Saved entries:

★ ★ ★

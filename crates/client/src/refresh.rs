use crate::token_store::TokenStore;
use common::SessionConfig;
use futures::future::{BoxFuture, FutureExt, Shared};
use parking_lot::Mutex;
use serde::Deserialize;
use std::sync::Arc;
use tokio::task::JoinHandle;
use tracing::{debug, info, warn};

#[derive(Debug, Clone, Deserialize)]
pub struct TokenPair {
    pub access_token: String,
    pub refresh_token: String,
}

type SharedRefresh = Shared<BoxFuture<'static, bool>>;

/// Coordinates token refresh so concurrent 401s share one network call.
///
/// The first caller with no refresh in flight starts the real request and
/// parks it in the slot; every caller that arrives before it settles
/// awaits the same shared future. The slot is cleared once settled so a
/// later 401 can start a fresh attempt.
#[derive(Debug, Clone)]
pub struct RefreshCoordinator {
    http: reqwest::Client,
    base_url: String,
    tokens: TokenStore,
    inflight: Arc<Mutex<Option<SharedRefresh>>>,
}

impl RefreshCoordinator {
    pub fn new(http: reqwest::Client, base_url: String, tokens: TokenStore) -> Self {
        Self {
            http,
            base_url,
            tokens,
            inflight: Arc::new(Mutex::new(None)),
        }
    }

    /// `true` when a fresh pair was obtained and persisted; `false` when
    /// the refresh token is absent or the backend rejected it. Failure is
    /// terminal; the coordinator never retries by itself.
    pub async fn refresh(&self) -> bool {
        let fut = {
            let mut slot = self.inflight.lock();
            match slot.as_ref() {
                Some(pending) => {
                    debug!("joining in-flight token refresh");
                    pending.clone()
                }
                None => {
                    let Some(refresh_token) = self.tokens.refresh_token() else {
                        return false;
                    };
                    let fut = Self::do_refresh(
                        self.http.clone(),
                        self.base_url.clone(),
                        self.tokens.clone(),
                        refresh_token,
                    )
                    .boxed()
                    .shared();
                    *slot = Some(fut.clone());
                    fut
                }
            }
        };

        let result = fut.clone().await;

        // Only clear the slot if it still holds the future we awaited; a
        // newer attempt may already have replaced it.
        let mut slot = self.inflight.lock();
        if slot.as_ref().is_some_and(|current| current.ptr_eq(&fut)) {
            *slot = None;
        }
        result
    }

    async fn do_refresh(
        http: reqwest::Client,
        base_url: String,
        tokens: TokenStore,
        refresh_token: String,
    ) -> bool {
        let url = format!("{base_url}/auth/refresh");
        let body = serde_json::json!({ "refresh_token": refresh_token });
        let response = match http.post(&url).json(&body).send().await {
            Ok(r) => r,
            Err(e) => {
                warn!("token refresh request failed: {e}");
                return false;
            }
        };
        if !response.status().is_success() {
            warn!("token refresh rejected: HTTP {}", response.status());
            return false;
        }
        let pair: TokenPair = match response.json().await {
            Ok(p) => p,
            Err(e) => {
                warn!("token refresh body was not a token pair: {e}");
                return false;
            }
        };
        match tokens.set_tokens(&pair.access_token, &pair.refresh_token) {
            Ok(()) => {
                info!("access token refreshed");
                true
            }
            Err(e) => {
                warn!("failed to persist refreshed tokens: {e}");
                false
            }
        }
    }

    /// Spawn the proactive refresh timer: renew the token shortly before
    /// its known lifetime ends so user-facing requests rarely see a 401.
    /// The reactive 401 path still handles whatever this timer misses.
    pub fn spawn_proactive(&self, config: &SessionConfig) -> ProactiveRefresh {
        let coordinator = self.clone();
        let lifetime_ms = config.token_lifetime_ms;
        let threshold_ms = config.refresh_threshold_ms;
        let check_interval = config.refresh_check_interval();
        let handle = tokio::spawn(async move {
            let mut ticker = tokio::time::interval(check_interval);
            ticker.tick().await;
            loop {
                ticker.tick().await;
                if coordinator.tokens.access_token().is_none() {
                    continue;
                }
                if token_expiring_soon(&coordinator.tokens, lifetime_ms, threshold_ms) {
                    debug!("access token near expiry, refreshing proactively");
                    coordinator.refresh().await;
                }
            }
        });
        ProactiveRefresh { handle }
    }
}

/// A token with no recorded issuance timestamp counts as expiring.
fn token_expiring_soon(tokens: &TokenStore, lifetime_ms: u64, threshold_ms: u64) -> bool {
    match tokens.token_age() {
        Some(age) => age.as_millis() as u64 > lifetime_ms.saturating_sub(threshold_ms),
        None => true,
    }
}

/// Handle owning the proactive refresh task; aborted on drop.
#[derive(Debug)]
pub struct ProactiveRefresh {
    handle: JoinHandle<()>,
}

impl ProactiveRefresh {
    pub fn stop(&self) {
        self.handle.abort();
    }
}

impl Drop for ProactiveRefresh {
    fn drop(&mut self) {
        self.handle.abort();
    }
}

★ ★ ★

# Task directions
The lines to output run from the one containing "aborted on drop." to the last line of the entries; give them back exactly.

# Answer box
/// Handle owning the proactive refresh task; aborted on drop.
#[derive(Debug)]
pub struct ProactiveRefresh {
    handle: JoinHandle<()>,
}

impl ProactiveRefresh {
    pub fn stop(&self) {
        self.handle.abort();
    }
}

impl Drop for ProactiveRefresh {
    fn drop(&mut self) {
        self.handle.abort();
    }
}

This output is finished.